* ACTION ITEM
Within the entries underneath, how many lines include the string "metadata"? State only the number.

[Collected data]

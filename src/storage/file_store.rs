//! File Store - a backing store over one file on disk.
//!
//! The [`FileStore`] handles all direct file operations:
//! - Reading and writing blocks
//! - Tracking how many blocks the file holds
//! - Creating and reopening the file

use std::fs::{File, OpenOptions};
use std::io::{self, Read, Seek, SeekFrom, Write};
use std::path::Path;

use log::trace;

use crate::common::config::PAGE_SIZE;
use crate::storage::backing_store::BackingStore;
use crate::storage::page::Page;

/// A [`BackingStore`] over a single file.
///
/// # File Layout
/// Blocks are laid out sequentially:
/// ```text
/// ┌─────────┬─────────┬─────────┬─────────┬─────────┐
/// │ Block 0 │ Block 1 │ Block 2 │  ...    │ Block N │
/// │ (4KB)   │ (4KB)   │ (4KB)   │         │ (4KB)   │
/// └─────────┴─────────┴─────────┴─────────┴─────────┘
/// Offset:  0      4096     8192    ...    N×4096
/// ```
///
/// # Durability
/// Every write is followed by `sync_data()`. Writing past the end grows the
/// file; skipped blocks read back as zeros.
pub struct FileStore {
    file: File,
    /// Number of blocks in the file.
    page_count: u32,
}

impl FileStore {
    /// Create a new, empty file.
    ///
    /// # Errors
    /// Returns an error if the file already exists or cannot be created.
    pub fn create<P: AsRef<Path>>(path: P) -> io::Result<Self> {
        let file = OpenOptions::new()
            .read(true)
            .write(true)
            .create_new(true)
            .open(path)?;

        Ok(Self {
            file,
            page_count: 0,
        })
    }

    /// Open an existing file.
    ///
    /// A trailing partial block is ignored.
    ///
    /// # Errors
    /// Returns an error if the file doesn't exist or cannot be opened.
    pub fn open<P: AsRef<Path>>(path: P) -> io::Result<Self> {
        let file = OpenOptions::new().read(true).write(true).open(&path)?;

        let file_size = file.metadata()?.len();
        let page_count = (file_size / PAGE_SIZE as u64) as u32;

        Ok(Self { file, page_count })
    }

    /// Open an existing file, or create it if it doesn't exist.
    pub fn open_or_create<P: AsRef<Path>>(path: P) -> io::Result<Self> {
        if path.as_ref().exists() {
            Self::open(path)
        } else {
            Self::create(path)
        }
    }

    /// Number of whole blocks in the file.
    #[inline]
    pub fn page_count(&self) -> u32 {
        self.page_count
    }

    /// Size of the file in bytes, counting whole blocks only.
    #[inline]
    pub fn file_size(&self) -> u64 {
        (self.page_count as u64) * (PAGE_SIZE as u64)
    }

    /// Flush file data and metadata to the device.
    pub fn sync(&self) -> io::Result<()> {
        self.file.sync_all()
    }

    fn offset(block: u32) -> u64 {
        (block as u64) * (PAGE_SIZE as u64)
    }
}

impl BackingStore for FileStore {
    fn read_page(&mut self, page: &mut Page, block: u32) -> io::Result<()> {
        if block >= self.page_count {
            return Err(io::Error::new(
                io::ErrorKind::UnexpectedEof,
                format!(
                    "block {} is past the end of the file ({} blocks)",
                    block, self.page_count
                ),
            ));
        }

        self.file.seek(SeekFrom::Start(Self::offset(block)))?;
        self.file.read_exact(page.as_mut_slice())?;
        trace!("read block {} from disk", block);

        Ok(())
    }

    fn write_page(&mut self, page: &Page, block: u32) -> io::Result<()> {
        self.file.seek(SeekFrom::Start(Self::offset(block)))?;
        self.file.write_all(page.as_slice())?;
        self.file.sync_data()?;

        if block >= self.page_count {
            self.page_count = block + 1;
        }
        trace!("wrote block {} to disk", block);

        Ok(())
    }
}
//! Name → backing store registry.

use std::collections::HashMap;

use crate::common::{Error, Result};
use crate::storage::backing_store::BackingStore;

/// Backing stores keyed by file name.
///
/// This is the only route from a [`PageId`](crate::PageId)'s file name to the
/// store holding its blocks. The [`Catalog`](crate::Catalog) owns one and
/// lends it to the buffer pool for every load and flush.
#[derive(Default)]
pub(crate) struct FileTable {
    files: HashMap<String, Box<dyn BackingStore>>,
}

impl FileTable {
    pub fn new() -> Self {
        Self::default()
    }

    /// Register `store` under `name`.
    ///
    /// # Errors
    /// `Error::AlreadyExists` if the name is taken; the table is unchanged.
    pub fn insert(&mut self, name: impl Into<String>, store: Box<dyn BackingStore>) -> Result<()> {
        let name = name.into();
        if self.files.contains_key(&name) {
            return Err(Error::AlreadyExists(name));
        }
        self.files.insert(name, store);
        Ok(())
    }

    /// Unregister `name` and hand back its store.
    ///
    /// # Errors
    /// `Error::NotFound` if the name is not registered.
    pub fn remove(&mut self, name: &str) -> Result<Box<dyn BackingStore>> {
        self.files
            .remove(name)
            .ok_or_else(|| Error::NotFound(name.to_string()))
    }

    /// # Errors
    /// `Error::NotFound` if the name is not registered.
    pub fn get(&self, name: &str) -> Result<&dyn BackingStore> {
        match self.files.get(name) {
            Some(store) => Ok(&**store),
            None => Err(Error::NotFound(name.to_string())),
        }
    }

    /// # Errors
    /// `Error::NotFound` if the name is not registered.
    pub fn get_mut(&mut self, name: &str) -> Result<&mut dyn BackingStore> {
        match self.files.get_mut(name) {
            Some(store) => Ok(&mut **store),
            None => Err(Error::NotFound(name.to_string())),
        }
    }

    #[inline]
    pub fn contains(&self, name: &str) -> bool {
        self.files.contains_key(name)
    }

    /// Registered names, in no particular order.
    pub fn names(&self) -> impl Iterator<Item = &str> {
        self.files.keys().map(String::as_str)
    }
}
//! Recency order for LRU replacement.
//!
//! A doubly-linked list threaded through a `Vec` arena, plus an index from
//! [`PageId`] to arena slot. Every operation the buffer pool needs is O(1):
//! insert at the front, move to the front, remove anywhere, read the back.

use std::collections::HashMap;

use crate::common::PageId;

const NIL: usize = usize::MAX;

struct Node {
    /// `None` while the slot sits on the free list.
    pid: Option<PageId>,
    prev: usize,
    next: usize,
}

/// Page ids ordered from most to least recently used.
///
/// # Layout
/// ```text
///  index: PageId → slot
///
///  head                                  tail
///   │                                     │
///   ▼                                     ▼
/// [slot 2] ⇄ [slot 0] ⇄ [slot 3] ⇄ ... ⇄ [slot 1]
///   MRU                                  LRU (next victim)
/// ```
/// Freed slots are recycled, so the arena never grows past the largest
/// number of ids held at once.
pub struct RecencyList {
    nodes: Vec<Node>,
    free: Vec<usize>,
    index: HashMap<PageId, usize>,
    head: usize,
    tail: usize,
}

impl RecencyList {
    /// Create an empty list.
    pub fn new() -> Self {
        Self::with_capacity(0)
    }

    /// Create an empty list with room for `capacity` ids.
    pub fn with_capacity(capacity: usize) -> Self {
        Self {
            nodes: Vec::with_capacity(capacity),
            free: Vec::new(),
            index: HashMap::with_capacity(capacity),
            head: NIL,
            tail: NIL,
        }
    }

    #[inline]
    pub fn len(&self) -> usize {
        self.index.len()
    }

    #[inline]
    pub fn is_empty(&self) -> bool {
        self.index.is_empty()
    }

    #[inline]
    pub fn contains(&self, pid: &PageId) -> bool {
        self.index.contains_key(pid)
    }

    /// Most recently used id.
    pub fn front(&self) -> Option<&PageId> {
        self.pid_at(self.head)
    }

    /// Least recently used id: the next eviction victim.
    pub fn back(&self) -> Option<&PageId> {
        self.pid_at(self.tail)
    }

    /// Insert `pid` as the most recently used id.
    ///
    /// Returns `false` and leaves the list untouched if `pid` is already
    /// present.
    pub fn push_front(&mut self, pid: PageId) -> bool {
        if self.index.contains_key(&pid) {
            return false;
        }

        let slot = match self.free.pop() {
            Some(slot) => {
                self.nodes[slot].pid = Some(pid.clone());
                slot
            }
            None => {
                self.nodes.push(Node {
                    pid: Some(pid.clone()),
                    prev: NIL,
                    next: NIL,
                });
                self.nodes.len() - 1
            }
        };

        self.index.insert(pid, slot);
        self.link_front(slot);
        true
    }

    /// Move `pid` to the front. Returns `false` if it is not present.
    pub fn touch(&mut self, pid: &PageId) -> bool {
        let Some(&slot) = self.index.get(pid) else {
            return false;
        };

        if slot != self.head {
            self.unlink(slot);
            self.link_front(slot);
        }
        true
    }

    /// Remove `pid`. Returns `false` if it is not present.
    pub fn remove(&mut self, pid: &PageId) -> bool {
        let Some(slot) = self.index.remove(pid) else {
            return false;
        };

        self.unlink(slot);
        self.nodes[slot].pid = None;
        self.free.push(slot);
        true
    }

    /// Iterate from most to least recently used.
    pub fn iter(&self) -> Iter<'_> {
        Iter {
            list: self,
            cursor: self.head,
        }
    }

    /// Walk the links and report the first inconsistency found.
    pub(crate) fn check_links(&self) -> std::result::Result<(), String> {
        let mut prev = NIL;
        let mut cursor = self.head;
        let mut seen = 0usize;

        while cursor != NIL {
            if seen >= self.index.len() {
                return Err(format!(
                    "recency list is longer than its index ({} entries)",
                    self.index.len()
                ));
            }

            let node = &self.nodes[cursor];
            if node.prev != prev {
                return Err(format!("recency slot {} has a broken back link", cursor));
            }
            match &node.pid {
                Some(pid) if self.index.get(pid) == Some(&cursor) => {}
                Some(pid) => return Err(format!("recency index disagrees on {}", pid)),
                None => return Err(format!("recency slot {} is linked but vacant", cursor)),
            }

            seen += 1;
            prev = cursor;
            cursor = node.next;
        }

        if prev != self.tail {
            return Err("recency tail does not end the list".to_string());
        }
        if seen != self.index.len() {
            return Err(format!(
                "recency list holds {} ids but its index holds {}",
                seen,
                self.index.len()
            ));
        }
        Ok(())
    }

    fn pid_at(&self, slot: usize) -> Option<&PageId> {
        self.nodes.get(slot).and_then(|node| node.pid.as_ref())
    }

    fn link_front(&mut self, slot: usize) {
        self.nodes[slot].prev = NIL;
        self.nodes[slot].next = self.head;

        if self.head != NIL {
            self.nodes[self.head].prev = slot;
        } else {
            self.tail = slot;
        }
        self.head = slot;
    }

    fn unlink(&mut self, slot: usize) {
        let (prev, next) = (self.nodes[slot].prev, self.nodes[slot].next);

        if prev != NIL {
            self.nodes[prev].next = next;
        } else {
            self.head = next;
        }

        if next != NIL {
            self.nodes[next].prev = prev;
        } else {
            self.tail = prev;
        }

        self.nodes[slot].prev = NIL;
        self.nodes[slot].next = NIL;
    }
}

impl Default for RecencyList {
    fn default() -> Self {
        Self::new()
    }
}

/// Front-to-back iterator over a [`RecencyList`].
pub struct Iter<'a> {
    list: &'a RecencyList,
    cursor: usize,
}

impl<'a> Iterator for Iter<'a> {
    type Item = &'a PageId;

    fn next(&mut self) -> Option<Self::Item> {
        let node = self.list.nodes.get(self.cursor)?;
        self.cursor = node.next;
        node.pid.as_ref()
    }
}
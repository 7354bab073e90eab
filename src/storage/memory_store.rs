//! In-memory backing store.

use std::io;
use std::sync::Arc;

use parking_lot::Mutex;

use crate::storage::backing_store::BackingStore;
use crate::storage::page::Page;

/// A [`BackingStore`] that keeps its blocks in memory.
///
/// Cloning a `MemoryStore` yields another handle to the same blocks, so a
/// caller can register one handle with a [`Catalog`](crate::Catalog) and keep
/// another to inspect what the pool read and wrote.
///
/// The store records every successful block read and write in order, and can
/// be told to fail reads or writes to exercise error paths. Refused writes are
/// counted separately.
///
/// # Example
/// ```
/// use pagepool::{BackingStore, MemoryStore, Page};
///
/// let store = MemoryStore::with_blocks(2);
/// let mut handle = store.clone();
/// handle.write_page(&Page::filled(7), 1).unwrap();
///
/// assert_eq!(store.writes(), vec![1]);
/// assert_eq!(*store.snapshot(1).unwrap(), Page::filled(7));
/// ```
#[derive(Clone, Default)]
pub struct MemoryStore {
    inner: Arc<Mutex<Inner>>,
}

#[derive(Default)]
struct Inner {
    blocks: Vec<Box<Page>>,
    reads: Vec<u32>,
    writes: Vec<u32>,
    failed_writes: usize,
    fail_reads: bool,
    fail_writes: bool,
    skip_identical_writes: bool,
}

impl MemoryStore {
    /// Create an empty store.
    pub fn new() -> Self {
        Self::default()
    }

    /// Create a store holding `count` zeroed blocks.
    pub fn with_blocks(count: u32) -> Self {
        let store = Self::new();
        store
            .inner
            .lock()
            .blocks
            .extend((0..count).map(|_| Box::new(Page::new())));
        store
    }

    /// Report blocks whose content exactly matches a flushed page as
    /// already persisted, so the flush skips the write.
    pub fn skip_identical_writes(self, enabled: bool) -> Self {
        self.inner.lock().skip_identical_writes = enabled;
        self
    }

    /// Make every subsequent read fail (or succeed again).
    pub fn set_fail_reads(&self, fail: bool) {
        self.inner.lock().fail_reads = fail;
    }

    /// Make every subsequent write fail (or succeed again).
    pub fn set_fail_writes(&self, fail: bool) {
        self.inner.lock().fail_writes = fail;
    }

    /// Overwrite a block directly, bypassing the read/write log.
    pub fn set_block(&self, block: u32, page: &Page) {
        let mut inner = self.inner.lock();
        inner.slot(block).copy_from(page);
    }

    /// Copy of a block's current content, if the block exists.
    pub fn snapshot(&self, block: u32) -> Option<Box<Page>> {
        let inner = self.inner.lock();
        inner.blocks.get(block as usize).map(|stored| {
            let mut copy = Box::new(Page::new());
            copy.copy_from(stored);
            copy
        })
    }

    /// Number of blocks held.
    pub fn block_count(&self) -> u32 {
        self.inner.lock().blocks.len() as u32
    }

    /// Blocks read so far, in order.
    pub fn reads(&self) -> Vec<u32> {
        self.inner.lock().reads.clone()
    }

    /// Blocks written so far, in order.
    pub fn writes(&self) -> Vec<u32> {
        self.inner.lock().writes.clone()
    }

    /// Write attempts refused while failures were injected.
    pub fn failed_writes(&self) -> usize {
        self.inner.lock().failed_writes
    }

    /// How many times `block` has been written.
    pub fn write_count(&self, block: u32) -> usize {
        self.inner
            .lock()
            .writes
            .iter()
            .filter(|&&b| b == block)
            .count()
    }

    /// Forget the recorded reads and writes.
    pub fn clear_log(&self) {
        let mut inner = self.inner.lock();
        inner.reads.clear();
        inner.writes.clear();
        inner.failed_writes = 0;
    }
}

impl Inner {
    /// The block at `block`, growing the store with zeroed blocks if needed.
    fn slot(&mut self, block: u32) -> &mut Page {
        let idx = block as usize;
        if idx >= self.blocks.len() {
            self.blocks.resize_with(idx + 1, || Box::new(Page::new()));
        }
        &mut self.blocks[idx]
    }
}

impl BackingStore for MemoryStore {
    fn read_page(&mut self, page: &mut Page, block: u32) -> io::Result<()> {
        let mut inner = self.inner.lock();
        if inner.fail_reads {
            return Err(io::Error::other(format!("injected read failure on block {}", block)));
        }

        let stored = inner.blocks.get(block as usize).ok_or_else(|| {
            io::Error::new(
                io::ErrorKind::UnexpectedEof,
                format!("block {} does not exist", block),
            )
        })?;
        page.copy_from(stored);
        inner.reads.push(block);

        Ok(())
    }

    fn write_page(&mut self, page: &Page, block: u32) -> io::Result<()> {
        let mut inner = self.inner.lock();
        if inner.fail_writes {
            inner.failed_writes += 1;
            return Err(io::Error::other(format!("injected write failure on block {}", block)));
        }

        inner.slot(block).copy_from(page);
        inner.writes.push(block);

        Ok(())
    }

    fn already_persisted(&self, block: u32, page: &Page) -> bool {
        let inner = self.inner.lock();
        inner.skip_identical_writes
            && inner
                .blocks
                .get(block as usize)
                .is_some_and(|stored| **stored == *page)
    }
}

#[cfg(test)]
mod tests {
    use super::*;

    #[test]
    fn test_with_blocks_reads_zeros() {
        let mut store = MemoryStore::with_blocks(3);
        assert_eq!(store.block_count(), 3);

        let mut page = Page::filled(1);
        store.read_page(&mut page, 2).unwrap();
        assert_eq!(page, Page::new());
        assert_eq!(store.reads(), vec![2]);
    }

    #[test]
    fn test_read_missing_block_fails() {
        let mut store = MemoryStore::with_blocks(1);
        let mut page = Page::new();

        let err = store.read_page(&mut page, 5).unwrap_err();
        assert_eq!(err.kind(), io::ErrorKind::UnexpectedEof);
        assert!(store.reads().is_empty());
    }

    #[test]
    fn test_write_grows_store() {
        let mut store = MemoryStore::new();
        store.write_page(&Page::filled(9), 2).unwrap();

        assert_eq!(store.block_count(), 3);
        assert_eq!(*store.snapshot(2).unwrap(), Page::filled(9));
        assert_eq!(*store.snapshot(0).unwrap(), Page::new());
        assert_eq!(store.write_count(2), 1);
    }

    #[test]
    fn test_clones_share_blocks() {
        let store = MemoryStore::with_blocks(1);
        let mut other = store.clone();
        other.write_page(&Page::filled(4), 0).unwrap();

        assert_eq!(*store.snapshot(0).unwrap(), Page::filled(4));
        assert_eq!(store.writes(), vec![0]);
    }

    #[test]
    fn test_injected_failures() {
        let mut store = MemoryStore::with_blocks(1);
        let mut page = Page::new();

        store.set_fail_reads(true);
        assert!(store.read_page(&mut page, 0).is_err());
        store.set_fail_reads(false);
        assert!(store.read_page(&mut page, 0).is_ok());

        store.set_fail_writes(true);
        assert!(store.write_page(&page, 0).is_err());
        assert!(store.writes().is_empty());
        assert_eq!(store.failed_writes(), 1);
    }

    #[test]
    fn test_already_persisted_is_opt_in() {
        let store = MemoryStore::with_blocks(1);
        assert!(!store.already_persisted(0, &Page::new()));

        let store = store.skip_identical_writes(true);
        assert!(store.already_persisted(0, &Page::new()));
        assert!(!store.already_persisted(0, &Page::filled(1)));
        assert!(!store.already_persisted(7, &Page::new()));
    }

    #[test]
    fn test_clear_log() {
        let mut store = MemoryStore::with_blocks(1);
        let mut page = Page::new();
        store.read_page(&mut page, 0).unwrap();
        store.write_page(&page, 0).unwrap();

        store.set_fail_writes(true);
        assert!(store.write_page(&page, 0).is_err());

        store.clear_log();
        assert!(store.reads().is_empty());
        assert!(store.writes().is_empty());
        assert_eq!(store.failed_writes(), 0);
    }
}
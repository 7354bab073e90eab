//! Error types for pagepool.

use thiserror::Error;

use crate::common::PageId;

/// Convenient Result type alias.
///
/// Instead of writing `Result<T, Error>` everywhere, we can write `Result<T>`.
/// This is a common Rust pattern (see `std::io::Result`).
pub type Result<T> = std::result::Result<T, Error>;

/// All possible errors in pagepool.
///
/// Every failure is returned synchronously to the immediate caller; nothing
/// is retried or swallowed inside the pool.
#[derive(Debug, Error)]
pub enum Error {
    /// I/O error from a backing store, passed through unchanged.
    #[error("I/O error: {0}")]
    Io(#[from] std::io::Error),

    /// The operation requires the page to be cached, and it is not.
    #[error("{0} is not resident in the buffer pool")]
    NotResident(PageId),

    /// A file with this name is already registered in the catalog.
    #[error("File '{0}' already exists")]
    AlreadyExists(String),

    /// No file with this name is registered in the catalog.
    #[error("File '{0}' does not exist")]
    NotFound(String),

    /// The pool's internal structures disagree with each other.
    ///
    /// This indicates a bug in the pool, not a recoverable condition.
    #[error("Buffer pool invariant violated: {0}")]
    InvariantViolation(String),
}

impl Error {
    pub(crate) fn invariant(msg: impl Into<String>) -> Self {
        Error::InvariantViolation(msg.into())
    }
}
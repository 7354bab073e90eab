//! Configuration constants for pagepool.

/// Size of a page in bytes (4KB).
///
/// Every backing store reads and writes whole blocks of this size, and every
/// slot in the buffer pool holds exactly one page of this size.
///
/// # Memory Layout
/// With 4KB pages and 32-bit block indexes:
/// - Max blocks per file: 2^32 = 4,294,967,296
/// - Max file size: 4,294,967,296 × 4KB = 16TB
pub const PAGE_SIZE: usize = 4096;

/// Number of page slots in a buffer pool built without an explicit capacity.
pub const DEFAULT_POOL_CAPACITY: usize = 50;

/// Maximum number of blocks addressable in one file with a u32 block index.
pub const MAX_PAGES: u64 = (u32::MAX as u64) + 1;

/// Maximum theoretical size of one backing file in bytes.
pub const MAX_FILE_SIZE_BYTES: u64 = MAX_PAGES * PAGE_SIZE as u64;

* EXERCISE SOLUTION
2